## [To do]
Select every line containing the word "AnthropicAdapter" from the material, and copy those lines.

## [Materials provided]

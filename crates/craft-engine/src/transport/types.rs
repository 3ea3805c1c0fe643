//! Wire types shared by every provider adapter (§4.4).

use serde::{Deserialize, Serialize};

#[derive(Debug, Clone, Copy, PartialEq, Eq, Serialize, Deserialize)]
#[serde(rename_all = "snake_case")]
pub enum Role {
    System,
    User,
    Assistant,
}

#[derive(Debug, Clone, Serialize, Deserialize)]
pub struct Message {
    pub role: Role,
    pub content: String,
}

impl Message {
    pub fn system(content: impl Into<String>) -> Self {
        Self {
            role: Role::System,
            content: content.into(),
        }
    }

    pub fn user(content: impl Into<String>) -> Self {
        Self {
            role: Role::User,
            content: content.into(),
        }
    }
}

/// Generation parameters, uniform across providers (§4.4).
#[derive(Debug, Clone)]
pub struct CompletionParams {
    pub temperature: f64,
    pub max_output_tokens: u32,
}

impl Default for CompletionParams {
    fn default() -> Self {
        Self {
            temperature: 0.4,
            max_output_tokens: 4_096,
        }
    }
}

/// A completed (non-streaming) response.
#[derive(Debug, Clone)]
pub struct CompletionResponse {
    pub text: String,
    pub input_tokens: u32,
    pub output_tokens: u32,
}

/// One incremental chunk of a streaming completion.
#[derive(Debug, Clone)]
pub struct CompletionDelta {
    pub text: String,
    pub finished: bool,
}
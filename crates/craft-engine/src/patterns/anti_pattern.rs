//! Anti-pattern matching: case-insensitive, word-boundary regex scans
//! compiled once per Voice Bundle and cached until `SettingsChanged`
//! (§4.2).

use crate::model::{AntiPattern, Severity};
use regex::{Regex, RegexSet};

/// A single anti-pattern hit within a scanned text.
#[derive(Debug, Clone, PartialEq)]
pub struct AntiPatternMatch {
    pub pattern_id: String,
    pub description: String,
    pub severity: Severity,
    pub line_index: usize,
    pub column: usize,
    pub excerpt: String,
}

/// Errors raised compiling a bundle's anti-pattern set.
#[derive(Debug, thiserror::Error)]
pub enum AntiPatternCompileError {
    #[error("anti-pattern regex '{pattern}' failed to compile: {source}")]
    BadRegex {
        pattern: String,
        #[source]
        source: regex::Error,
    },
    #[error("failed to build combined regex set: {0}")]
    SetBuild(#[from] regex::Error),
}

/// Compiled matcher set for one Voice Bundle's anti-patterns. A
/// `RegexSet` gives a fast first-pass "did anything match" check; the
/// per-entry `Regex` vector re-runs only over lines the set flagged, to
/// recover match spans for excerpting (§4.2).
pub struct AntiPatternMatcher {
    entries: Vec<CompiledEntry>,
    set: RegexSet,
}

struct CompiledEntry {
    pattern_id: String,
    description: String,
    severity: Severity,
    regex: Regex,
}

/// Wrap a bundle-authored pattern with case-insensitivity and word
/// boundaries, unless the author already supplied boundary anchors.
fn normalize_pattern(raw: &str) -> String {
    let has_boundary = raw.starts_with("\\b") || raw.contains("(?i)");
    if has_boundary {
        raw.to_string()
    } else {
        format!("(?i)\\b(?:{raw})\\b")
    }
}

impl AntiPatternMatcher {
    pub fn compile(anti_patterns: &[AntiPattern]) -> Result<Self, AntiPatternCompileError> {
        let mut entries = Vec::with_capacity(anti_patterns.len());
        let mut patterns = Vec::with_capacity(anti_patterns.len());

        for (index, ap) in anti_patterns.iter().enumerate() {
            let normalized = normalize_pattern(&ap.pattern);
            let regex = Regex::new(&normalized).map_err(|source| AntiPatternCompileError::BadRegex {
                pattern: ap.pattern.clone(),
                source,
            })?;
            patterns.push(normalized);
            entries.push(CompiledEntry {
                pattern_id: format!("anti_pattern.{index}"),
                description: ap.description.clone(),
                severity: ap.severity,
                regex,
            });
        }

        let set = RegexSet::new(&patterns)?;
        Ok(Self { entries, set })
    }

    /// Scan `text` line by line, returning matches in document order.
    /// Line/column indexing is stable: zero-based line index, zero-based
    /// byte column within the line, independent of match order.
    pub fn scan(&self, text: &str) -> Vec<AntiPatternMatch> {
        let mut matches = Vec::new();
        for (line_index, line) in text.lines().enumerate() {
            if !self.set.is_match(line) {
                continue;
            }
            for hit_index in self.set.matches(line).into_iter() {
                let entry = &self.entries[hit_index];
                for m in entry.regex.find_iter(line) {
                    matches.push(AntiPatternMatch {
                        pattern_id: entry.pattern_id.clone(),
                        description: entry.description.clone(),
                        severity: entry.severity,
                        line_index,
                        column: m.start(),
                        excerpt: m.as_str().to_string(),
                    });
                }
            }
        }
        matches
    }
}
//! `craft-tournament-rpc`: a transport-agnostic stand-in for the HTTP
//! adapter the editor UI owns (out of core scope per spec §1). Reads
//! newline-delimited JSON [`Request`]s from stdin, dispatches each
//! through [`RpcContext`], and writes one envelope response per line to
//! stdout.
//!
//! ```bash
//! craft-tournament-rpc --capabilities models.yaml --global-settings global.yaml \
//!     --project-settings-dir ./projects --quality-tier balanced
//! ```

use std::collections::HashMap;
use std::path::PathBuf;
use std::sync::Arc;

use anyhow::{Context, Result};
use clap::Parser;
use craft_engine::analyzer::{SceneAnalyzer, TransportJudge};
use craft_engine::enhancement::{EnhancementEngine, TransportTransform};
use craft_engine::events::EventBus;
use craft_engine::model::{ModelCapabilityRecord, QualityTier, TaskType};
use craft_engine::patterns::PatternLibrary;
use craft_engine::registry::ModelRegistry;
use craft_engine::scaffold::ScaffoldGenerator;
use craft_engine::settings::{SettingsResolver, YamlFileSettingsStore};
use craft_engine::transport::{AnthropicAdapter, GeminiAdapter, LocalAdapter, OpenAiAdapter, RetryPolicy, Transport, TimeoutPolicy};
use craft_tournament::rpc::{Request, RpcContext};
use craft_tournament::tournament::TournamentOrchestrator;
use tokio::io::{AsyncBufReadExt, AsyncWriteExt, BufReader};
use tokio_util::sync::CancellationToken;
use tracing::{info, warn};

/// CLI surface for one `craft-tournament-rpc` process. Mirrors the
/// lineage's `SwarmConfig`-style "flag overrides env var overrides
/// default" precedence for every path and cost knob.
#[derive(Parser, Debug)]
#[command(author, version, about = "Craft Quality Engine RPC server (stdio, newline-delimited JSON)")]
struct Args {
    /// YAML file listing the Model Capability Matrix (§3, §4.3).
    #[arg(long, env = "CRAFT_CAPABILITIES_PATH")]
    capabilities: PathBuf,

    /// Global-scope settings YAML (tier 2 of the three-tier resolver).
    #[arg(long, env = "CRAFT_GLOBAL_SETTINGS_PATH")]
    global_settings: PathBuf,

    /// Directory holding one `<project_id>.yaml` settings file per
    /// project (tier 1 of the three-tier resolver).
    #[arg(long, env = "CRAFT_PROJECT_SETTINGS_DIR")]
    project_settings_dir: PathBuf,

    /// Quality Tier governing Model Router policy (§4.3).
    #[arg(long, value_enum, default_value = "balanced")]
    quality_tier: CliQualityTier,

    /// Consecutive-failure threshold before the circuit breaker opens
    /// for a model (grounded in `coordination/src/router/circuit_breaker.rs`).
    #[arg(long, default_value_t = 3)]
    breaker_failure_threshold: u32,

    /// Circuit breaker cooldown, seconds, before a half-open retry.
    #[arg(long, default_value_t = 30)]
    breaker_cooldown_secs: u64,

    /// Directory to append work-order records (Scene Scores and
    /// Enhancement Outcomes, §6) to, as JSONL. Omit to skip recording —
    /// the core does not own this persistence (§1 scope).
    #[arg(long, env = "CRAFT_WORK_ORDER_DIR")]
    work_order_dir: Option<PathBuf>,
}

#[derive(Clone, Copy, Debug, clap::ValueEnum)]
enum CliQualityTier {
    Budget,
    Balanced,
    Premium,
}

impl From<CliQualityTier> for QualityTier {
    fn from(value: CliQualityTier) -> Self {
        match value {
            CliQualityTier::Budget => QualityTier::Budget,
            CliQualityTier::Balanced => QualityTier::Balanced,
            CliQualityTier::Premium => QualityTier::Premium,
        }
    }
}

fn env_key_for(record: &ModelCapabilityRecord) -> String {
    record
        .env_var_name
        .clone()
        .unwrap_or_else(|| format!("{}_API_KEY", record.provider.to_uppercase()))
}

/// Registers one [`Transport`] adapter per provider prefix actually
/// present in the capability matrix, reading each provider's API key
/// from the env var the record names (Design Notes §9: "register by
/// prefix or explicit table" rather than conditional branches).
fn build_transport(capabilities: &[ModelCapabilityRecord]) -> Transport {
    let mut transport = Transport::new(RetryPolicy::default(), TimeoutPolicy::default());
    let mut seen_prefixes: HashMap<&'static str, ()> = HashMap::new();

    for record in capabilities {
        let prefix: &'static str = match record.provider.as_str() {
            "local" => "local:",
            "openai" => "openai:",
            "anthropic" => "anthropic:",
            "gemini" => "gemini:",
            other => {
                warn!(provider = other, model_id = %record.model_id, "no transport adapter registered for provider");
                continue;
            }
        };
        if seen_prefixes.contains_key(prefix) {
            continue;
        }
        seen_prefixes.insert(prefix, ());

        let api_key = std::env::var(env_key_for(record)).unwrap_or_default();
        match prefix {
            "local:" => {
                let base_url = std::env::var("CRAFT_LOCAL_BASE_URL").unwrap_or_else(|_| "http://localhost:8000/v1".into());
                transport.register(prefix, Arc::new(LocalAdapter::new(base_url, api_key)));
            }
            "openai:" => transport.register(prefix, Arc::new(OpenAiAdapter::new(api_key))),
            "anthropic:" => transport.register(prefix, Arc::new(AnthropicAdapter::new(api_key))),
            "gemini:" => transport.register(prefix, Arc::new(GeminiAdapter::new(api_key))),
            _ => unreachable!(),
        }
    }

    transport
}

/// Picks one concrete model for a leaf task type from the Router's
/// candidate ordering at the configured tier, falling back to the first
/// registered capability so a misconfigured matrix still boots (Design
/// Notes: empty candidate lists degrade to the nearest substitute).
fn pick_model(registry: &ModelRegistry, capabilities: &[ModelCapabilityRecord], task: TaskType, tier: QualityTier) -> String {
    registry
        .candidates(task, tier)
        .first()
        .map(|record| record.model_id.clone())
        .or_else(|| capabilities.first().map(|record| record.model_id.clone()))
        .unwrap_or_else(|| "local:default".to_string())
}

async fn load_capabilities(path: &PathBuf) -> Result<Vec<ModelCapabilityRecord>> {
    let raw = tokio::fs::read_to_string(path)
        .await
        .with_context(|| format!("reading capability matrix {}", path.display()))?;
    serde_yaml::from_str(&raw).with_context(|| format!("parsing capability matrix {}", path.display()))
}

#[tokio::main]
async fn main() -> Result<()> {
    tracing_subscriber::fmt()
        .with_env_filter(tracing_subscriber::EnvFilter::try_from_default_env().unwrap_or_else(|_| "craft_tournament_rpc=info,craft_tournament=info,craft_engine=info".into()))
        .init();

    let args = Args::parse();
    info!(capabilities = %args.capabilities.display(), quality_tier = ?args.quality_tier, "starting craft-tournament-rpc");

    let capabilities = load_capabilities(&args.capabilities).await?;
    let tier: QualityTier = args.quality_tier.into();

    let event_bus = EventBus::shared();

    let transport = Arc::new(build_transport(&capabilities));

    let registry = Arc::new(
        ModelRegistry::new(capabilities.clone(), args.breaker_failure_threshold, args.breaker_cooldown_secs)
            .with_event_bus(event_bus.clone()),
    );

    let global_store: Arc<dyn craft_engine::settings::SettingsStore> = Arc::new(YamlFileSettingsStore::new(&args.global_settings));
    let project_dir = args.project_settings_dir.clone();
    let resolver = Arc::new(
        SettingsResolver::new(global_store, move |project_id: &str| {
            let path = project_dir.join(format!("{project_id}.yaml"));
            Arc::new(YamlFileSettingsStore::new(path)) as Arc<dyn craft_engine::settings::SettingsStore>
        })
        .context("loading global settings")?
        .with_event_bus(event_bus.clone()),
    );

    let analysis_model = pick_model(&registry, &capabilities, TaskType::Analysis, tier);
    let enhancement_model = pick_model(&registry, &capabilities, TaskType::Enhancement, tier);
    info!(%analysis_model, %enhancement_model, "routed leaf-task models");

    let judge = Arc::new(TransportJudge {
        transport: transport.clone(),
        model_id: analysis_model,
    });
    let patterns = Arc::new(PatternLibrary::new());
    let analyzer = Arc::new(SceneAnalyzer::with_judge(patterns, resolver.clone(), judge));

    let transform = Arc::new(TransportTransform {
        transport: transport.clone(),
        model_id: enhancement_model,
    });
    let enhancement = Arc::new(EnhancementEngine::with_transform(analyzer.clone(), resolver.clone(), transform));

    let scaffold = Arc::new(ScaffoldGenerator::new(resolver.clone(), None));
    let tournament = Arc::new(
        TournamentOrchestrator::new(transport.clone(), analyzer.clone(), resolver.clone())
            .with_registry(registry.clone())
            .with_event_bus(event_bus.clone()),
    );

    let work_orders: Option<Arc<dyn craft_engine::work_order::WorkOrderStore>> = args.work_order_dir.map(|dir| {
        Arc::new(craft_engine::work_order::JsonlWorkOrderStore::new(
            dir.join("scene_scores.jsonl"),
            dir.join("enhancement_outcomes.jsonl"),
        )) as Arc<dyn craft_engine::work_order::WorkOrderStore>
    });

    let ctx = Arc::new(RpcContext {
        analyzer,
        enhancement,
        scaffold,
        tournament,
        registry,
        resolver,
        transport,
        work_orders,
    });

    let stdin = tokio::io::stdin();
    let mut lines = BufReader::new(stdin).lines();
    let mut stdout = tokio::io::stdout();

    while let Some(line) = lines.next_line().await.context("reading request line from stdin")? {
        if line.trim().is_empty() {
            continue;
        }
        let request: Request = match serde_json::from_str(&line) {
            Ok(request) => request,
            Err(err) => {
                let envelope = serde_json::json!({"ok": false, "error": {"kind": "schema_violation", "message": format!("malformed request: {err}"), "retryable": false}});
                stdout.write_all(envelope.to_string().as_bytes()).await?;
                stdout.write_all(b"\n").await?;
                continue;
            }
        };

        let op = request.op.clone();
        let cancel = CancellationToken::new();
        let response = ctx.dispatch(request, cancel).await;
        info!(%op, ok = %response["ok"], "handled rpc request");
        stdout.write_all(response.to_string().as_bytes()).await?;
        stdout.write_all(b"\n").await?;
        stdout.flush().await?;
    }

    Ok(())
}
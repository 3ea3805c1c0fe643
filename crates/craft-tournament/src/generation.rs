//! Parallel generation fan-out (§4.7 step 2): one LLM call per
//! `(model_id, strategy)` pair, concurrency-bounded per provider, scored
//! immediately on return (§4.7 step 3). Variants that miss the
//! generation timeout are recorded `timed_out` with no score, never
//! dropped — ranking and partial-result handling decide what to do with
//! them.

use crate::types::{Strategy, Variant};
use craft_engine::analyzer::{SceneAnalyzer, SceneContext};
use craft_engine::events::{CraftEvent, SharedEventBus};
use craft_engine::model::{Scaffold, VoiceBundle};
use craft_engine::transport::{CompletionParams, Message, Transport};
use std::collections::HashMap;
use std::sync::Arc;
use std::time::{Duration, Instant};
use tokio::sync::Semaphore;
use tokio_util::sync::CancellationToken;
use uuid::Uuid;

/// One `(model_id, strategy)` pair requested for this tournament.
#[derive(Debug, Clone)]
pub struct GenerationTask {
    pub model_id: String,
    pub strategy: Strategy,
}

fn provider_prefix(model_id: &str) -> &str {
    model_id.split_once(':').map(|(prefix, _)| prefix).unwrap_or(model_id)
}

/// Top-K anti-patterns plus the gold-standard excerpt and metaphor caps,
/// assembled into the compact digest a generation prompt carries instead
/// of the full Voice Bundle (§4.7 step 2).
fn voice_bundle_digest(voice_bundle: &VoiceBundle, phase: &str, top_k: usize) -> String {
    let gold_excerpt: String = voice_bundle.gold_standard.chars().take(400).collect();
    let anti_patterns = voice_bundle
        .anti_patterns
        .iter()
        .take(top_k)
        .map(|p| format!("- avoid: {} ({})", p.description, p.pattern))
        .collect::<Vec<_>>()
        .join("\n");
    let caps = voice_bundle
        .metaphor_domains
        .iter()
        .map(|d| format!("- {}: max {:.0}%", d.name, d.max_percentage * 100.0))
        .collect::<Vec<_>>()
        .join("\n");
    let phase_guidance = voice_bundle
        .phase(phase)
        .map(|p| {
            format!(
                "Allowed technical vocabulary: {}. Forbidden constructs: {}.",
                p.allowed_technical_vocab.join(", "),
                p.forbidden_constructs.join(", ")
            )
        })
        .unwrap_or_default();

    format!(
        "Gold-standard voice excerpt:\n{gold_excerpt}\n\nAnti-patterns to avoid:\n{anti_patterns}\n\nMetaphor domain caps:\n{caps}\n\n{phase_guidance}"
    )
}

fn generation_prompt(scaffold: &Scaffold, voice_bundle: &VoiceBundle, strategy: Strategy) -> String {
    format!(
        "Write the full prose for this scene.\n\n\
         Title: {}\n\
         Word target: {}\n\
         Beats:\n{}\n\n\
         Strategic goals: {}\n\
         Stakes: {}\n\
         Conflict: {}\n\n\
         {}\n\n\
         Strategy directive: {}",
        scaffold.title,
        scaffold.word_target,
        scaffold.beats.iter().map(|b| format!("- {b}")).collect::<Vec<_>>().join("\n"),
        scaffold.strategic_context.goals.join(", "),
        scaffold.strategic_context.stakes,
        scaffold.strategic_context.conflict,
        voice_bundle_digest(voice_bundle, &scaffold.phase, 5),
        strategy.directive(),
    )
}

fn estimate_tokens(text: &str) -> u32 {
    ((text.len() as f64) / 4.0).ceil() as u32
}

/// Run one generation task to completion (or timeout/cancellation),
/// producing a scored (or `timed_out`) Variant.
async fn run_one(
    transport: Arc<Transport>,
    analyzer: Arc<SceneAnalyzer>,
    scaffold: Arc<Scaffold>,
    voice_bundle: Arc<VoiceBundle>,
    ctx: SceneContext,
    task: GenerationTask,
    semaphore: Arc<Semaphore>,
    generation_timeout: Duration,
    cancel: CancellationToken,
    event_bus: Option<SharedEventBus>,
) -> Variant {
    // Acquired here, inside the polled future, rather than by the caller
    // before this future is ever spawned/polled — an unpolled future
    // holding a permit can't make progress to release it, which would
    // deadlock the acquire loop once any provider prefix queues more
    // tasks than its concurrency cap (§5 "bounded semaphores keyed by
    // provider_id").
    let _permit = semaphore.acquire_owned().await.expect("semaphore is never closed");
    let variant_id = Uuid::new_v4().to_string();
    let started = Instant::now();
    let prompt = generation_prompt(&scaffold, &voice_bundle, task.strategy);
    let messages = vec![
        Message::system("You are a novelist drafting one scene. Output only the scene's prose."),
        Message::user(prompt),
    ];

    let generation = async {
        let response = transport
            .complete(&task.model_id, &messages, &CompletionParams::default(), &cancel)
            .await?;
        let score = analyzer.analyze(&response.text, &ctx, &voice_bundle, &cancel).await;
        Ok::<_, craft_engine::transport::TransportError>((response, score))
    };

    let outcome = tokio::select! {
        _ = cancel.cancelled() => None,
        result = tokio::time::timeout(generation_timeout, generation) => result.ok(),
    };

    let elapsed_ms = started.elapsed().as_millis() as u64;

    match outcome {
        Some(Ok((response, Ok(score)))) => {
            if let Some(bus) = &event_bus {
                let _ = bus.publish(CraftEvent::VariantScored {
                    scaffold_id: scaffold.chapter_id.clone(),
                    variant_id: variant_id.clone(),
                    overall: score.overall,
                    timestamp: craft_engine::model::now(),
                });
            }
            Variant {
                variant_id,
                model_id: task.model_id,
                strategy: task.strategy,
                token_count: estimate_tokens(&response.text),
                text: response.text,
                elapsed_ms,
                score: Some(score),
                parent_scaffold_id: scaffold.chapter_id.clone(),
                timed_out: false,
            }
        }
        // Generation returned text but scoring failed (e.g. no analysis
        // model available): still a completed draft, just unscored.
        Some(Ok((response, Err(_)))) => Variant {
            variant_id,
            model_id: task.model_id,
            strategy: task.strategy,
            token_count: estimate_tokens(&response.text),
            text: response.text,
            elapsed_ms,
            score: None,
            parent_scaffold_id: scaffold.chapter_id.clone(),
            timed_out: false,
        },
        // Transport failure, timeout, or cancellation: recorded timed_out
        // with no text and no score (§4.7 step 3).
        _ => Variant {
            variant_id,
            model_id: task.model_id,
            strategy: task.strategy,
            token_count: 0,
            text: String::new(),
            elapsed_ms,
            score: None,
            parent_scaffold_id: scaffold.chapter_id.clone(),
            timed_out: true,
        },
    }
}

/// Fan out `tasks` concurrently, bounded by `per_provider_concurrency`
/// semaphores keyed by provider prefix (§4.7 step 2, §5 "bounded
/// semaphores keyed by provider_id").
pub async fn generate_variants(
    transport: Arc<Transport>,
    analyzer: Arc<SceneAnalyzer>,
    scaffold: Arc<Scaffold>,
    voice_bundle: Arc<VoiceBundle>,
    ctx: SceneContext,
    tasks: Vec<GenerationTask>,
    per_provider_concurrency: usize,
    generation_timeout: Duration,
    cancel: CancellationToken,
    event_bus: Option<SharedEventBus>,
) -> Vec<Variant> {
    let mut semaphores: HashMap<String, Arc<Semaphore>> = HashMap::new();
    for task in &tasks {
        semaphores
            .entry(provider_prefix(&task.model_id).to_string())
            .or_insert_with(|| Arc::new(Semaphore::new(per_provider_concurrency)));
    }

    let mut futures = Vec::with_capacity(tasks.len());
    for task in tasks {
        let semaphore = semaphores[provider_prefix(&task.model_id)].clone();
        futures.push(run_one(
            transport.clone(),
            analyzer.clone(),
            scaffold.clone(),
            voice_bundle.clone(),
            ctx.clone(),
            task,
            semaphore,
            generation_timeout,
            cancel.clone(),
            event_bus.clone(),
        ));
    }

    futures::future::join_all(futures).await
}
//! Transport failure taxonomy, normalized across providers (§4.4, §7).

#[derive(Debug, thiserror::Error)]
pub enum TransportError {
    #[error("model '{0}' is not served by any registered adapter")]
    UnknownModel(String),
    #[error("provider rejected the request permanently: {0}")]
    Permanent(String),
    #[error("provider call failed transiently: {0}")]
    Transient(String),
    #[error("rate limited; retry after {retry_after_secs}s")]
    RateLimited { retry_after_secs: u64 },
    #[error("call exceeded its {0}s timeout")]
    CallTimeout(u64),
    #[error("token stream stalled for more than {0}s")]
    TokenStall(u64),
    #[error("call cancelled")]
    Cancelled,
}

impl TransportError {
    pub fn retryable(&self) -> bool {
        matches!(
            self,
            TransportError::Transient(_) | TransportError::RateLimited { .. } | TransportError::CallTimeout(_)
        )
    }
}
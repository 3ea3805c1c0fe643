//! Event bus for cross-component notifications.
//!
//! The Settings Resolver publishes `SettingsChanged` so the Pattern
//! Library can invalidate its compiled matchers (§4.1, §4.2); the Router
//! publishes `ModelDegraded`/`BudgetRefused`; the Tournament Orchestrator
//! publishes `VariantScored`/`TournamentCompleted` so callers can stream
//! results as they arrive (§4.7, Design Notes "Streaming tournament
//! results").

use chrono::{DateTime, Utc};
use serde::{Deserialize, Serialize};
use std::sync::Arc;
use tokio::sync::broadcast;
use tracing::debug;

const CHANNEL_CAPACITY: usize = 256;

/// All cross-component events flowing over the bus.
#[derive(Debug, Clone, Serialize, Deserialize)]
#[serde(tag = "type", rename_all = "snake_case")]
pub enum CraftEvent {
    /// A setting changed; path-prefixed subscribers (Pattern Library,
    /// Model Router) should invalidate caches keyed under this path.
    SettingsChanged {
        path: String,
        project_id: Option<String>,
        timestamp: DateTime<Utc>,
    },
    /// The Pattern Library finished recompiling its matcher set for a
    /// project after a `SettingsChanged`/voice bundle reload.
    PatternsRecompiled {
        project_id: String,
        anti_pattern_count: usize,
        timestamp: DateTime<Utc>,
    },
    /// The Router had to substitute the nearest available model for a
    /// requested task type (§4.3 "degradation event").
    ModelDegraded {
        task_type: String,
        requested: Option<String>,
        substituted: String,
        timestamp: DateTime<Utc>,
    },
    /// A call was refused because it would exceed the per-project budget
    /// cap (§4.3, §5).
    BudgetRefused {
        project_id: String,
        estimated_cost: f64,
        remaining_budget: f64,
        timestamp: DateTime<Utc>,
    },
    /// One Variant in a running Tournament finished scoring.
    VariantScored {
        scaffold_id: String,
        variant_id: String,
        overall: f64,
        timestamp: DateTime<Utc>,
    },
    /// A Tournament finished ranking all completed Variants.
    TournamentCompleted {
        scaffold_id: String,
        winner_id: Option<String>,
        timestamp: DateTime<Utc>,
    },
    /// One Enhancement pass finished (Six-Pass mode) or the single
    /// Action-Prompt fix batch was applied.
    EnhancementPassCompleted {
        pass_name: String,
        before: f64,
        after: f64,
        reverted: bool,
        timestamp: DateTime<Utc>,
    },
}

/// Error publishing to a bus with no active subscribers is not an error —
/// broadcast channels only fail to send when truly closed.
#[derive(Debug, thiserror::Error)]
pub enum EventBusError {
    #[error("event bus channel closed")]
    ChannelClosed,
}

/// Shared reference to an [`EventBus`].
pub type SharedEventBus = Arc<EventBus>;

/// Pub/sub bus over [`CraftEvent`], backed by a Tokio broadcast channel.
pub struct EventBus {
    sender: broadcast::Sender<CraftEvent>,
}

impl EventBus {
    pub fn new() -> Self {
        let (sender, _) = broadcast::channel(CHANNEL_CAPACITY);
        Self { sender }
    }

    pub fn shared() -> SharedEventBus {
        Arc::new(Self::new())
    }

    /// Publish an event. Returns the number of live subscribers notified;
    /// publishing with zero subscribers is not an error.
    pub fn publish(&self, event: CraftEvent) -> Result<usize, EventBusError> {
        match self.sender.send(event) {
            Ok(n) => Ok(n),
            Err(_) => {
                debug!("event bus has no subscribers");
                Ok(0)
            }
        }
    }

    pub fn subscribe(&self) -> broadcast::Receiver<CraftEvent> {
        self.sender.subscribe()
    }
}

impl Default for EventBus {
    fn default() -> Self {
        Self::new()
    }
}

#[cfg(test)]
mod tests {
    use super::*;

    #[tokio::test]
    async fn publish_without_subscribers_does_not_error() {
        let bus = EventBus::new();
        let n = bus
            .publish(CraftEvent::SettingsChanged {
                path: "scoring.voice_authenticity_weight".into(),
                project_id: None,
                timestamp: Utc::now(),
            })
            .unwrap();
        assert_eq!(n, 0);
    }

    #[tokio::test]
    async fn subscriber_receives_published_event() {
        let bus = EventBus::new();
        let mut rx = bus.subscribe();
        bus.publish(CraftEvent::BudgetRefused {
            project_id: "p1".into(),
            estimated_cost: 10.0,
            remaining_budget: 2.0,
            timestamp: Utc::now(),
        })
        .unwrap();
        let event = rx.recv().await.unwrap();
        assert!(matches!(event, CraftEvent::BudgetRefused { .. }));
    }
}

## [Response area]
use craft_engine::transport::{AnthropicAdapter, GeminiAdapter, LocalAdapter, OpenAiAdapter, RetryPolicy, Transport, TimeoutPolicy};
            "anthropic:" => transport.register(prefix, Arc::new(AnthropicAdapter::new(api_key))),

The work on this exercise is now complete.